What we wanted, in contrast, was a dynamically interactive CHM environment. Accordingly, we invoked a tiling technology to produce “next-generation” clustered heat maps (NG-CHMs) with the following interactive capabilities, among many others:
Extreme zooming without loss of resolution for drill-down into large data matrices.
Fluent navigation.
Link-outs from labels or pixels to a variety of pertinent annotation resources, including GeneCards, PubMed, the Gene Ontology, Google, and cBioPortal.
Annotation with pathway data.
Flexible real-time re-coloring.
Capture of all metadata necessary to reproduce any chosen state of the map, even months or years later.
High-resolution graphics that meet the requirements of all major journals.
Galaxy (10) is a widely used open source bioinformatics platform with a web interface that enables researchers to perform many data analyses without programming. It provides an extensive collection of computational tools from many scientific domains.
Results
We have created NG-CHM builder and visualization tools for the Galaxy platform. Video 1 demonstrates the key interactive capabilities of NG-CHMs, and Video 2 demonstrates NG-CHMs within Galaxy. See http://bioinformatics.mdanderson.org/main/NG-CHM-V2:Overview for detailed information about the NG-CHM system, as well as download instructions, additional videos, and a detailed user guide. We have made the NG-CHM tool available as both (a) a standalone Docker image running Galaxy with the NG-CHM tool preloaded, and (b) a separate tool that can be installed in one’s own instance of Galaxy.
This section introduces the NG-CHM Viewer through an illustrative application to mRNA expression (RNAseq) data from TCGA’s Kidney Clear Cell Cancer (KIRC) project (11). Our aim is not to describe all available features or to provide a user guide (which can be found at the website), but, rather, to indicate the range of capabilities for exploratory research.
Fig. 1a shows an NG-CHM for TCGA level 3 RNAseq data (log-transformed) for 3,538 highly variable and/or cancer-interesting genes (rows) across 534 KIRC samples (columns). The left-hand pane shows the entire data set. Immediately above the data matrix are a number of ‘covariate’ bars (several for genes frequently mutated in KIRC and one each for pathological subtype, pathological stage, and mRNA cluster to which the sample was assigned). In general, a large number of discrete- and/or continuous-valued covariate bars can be included. Dendrograms produced by any hierarchical clustering method can be displayed or the data can be ordered in any user-defined way.
For this NG-CHM, we divided the samples into five clusters (bottom covariate bar) based on the dendrogram. The second (green) cluster shows strong enrichment for samples with chromophobe-like pathology. The chromophobes (defined histologically by tumor cells with well-defined borders, voluminous cytoplasm and finely reticular, low grade nuclei) constitute approximately 5% of kidney cancers.

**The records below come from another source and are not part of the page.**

//! Error taxonomy for the cache.

use std::fmt;

/// The three kinds of failure the cache can report as a `Result`.
///
/// `Disabled` and `IoFailure` are always recovered locally by the facade —
/// a miss is a valid answer to `lookup`, a soft failure is a valid answer
/// to `store`. `Corrupt` is handled by resetting the index to empty.
///
/// A fourth category, invariant violations — a bug, which must panic or
/// abort rather than be silently masked — is deliberately absent from this
/// enum: a caller could catch and ignore a `Result`, which defeats the
/// point. Accounting invariants that must never be violated are instead
/// enforced with a direct `panic!`/`assert!` at the point they are checked
/// (see `Index::total_size`).
#[derive(Debug, thiserror::Error)]
pub enum CacheError {
    /// The cache is disabled or has not been initialized.
    #[error("cache is disabled")]
    Disabled,

    /// A filesystem operation failed.
    #[error("cache I/O error: {0}")]
    IoFailure(#[from] std::io::Error),

    /// The on-disk index file was malformed and has been reset to empty.
    #[error("cache index corrupt: {0}")]
    Corrupt(String),
}

impl CacheError {
    pub fn corrupt(reason: impl fmt::Display) -> Self {
        CacheError::Corrupt(reason.to_string())
    }
}

pub type CacheResult<T> = Result<T, CacheError>;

Analogous NG-CHMs can be generated for many other types of data including microRNA expression, protein expression, DNA methylation, DNA copy number change, and mutational status. The objective is to illuminate patterns of similarity and difference in the data, then to drill down to explore the biology behind those patterns.
Overall patterns can be identified in the global view to the left in Fig. 1A. In this example, a prominent feature is the patch of highly over-expressed (red) genes that define the small (green) chromophobe cluster in molecular terms. However, individual pixels and labels are too small to be distinguished, hence the need for the zoomed-in view shown in the right-hand pane of Fig. 1A. A green rectangle in the left-hand pane shows the current position of the zoomed view.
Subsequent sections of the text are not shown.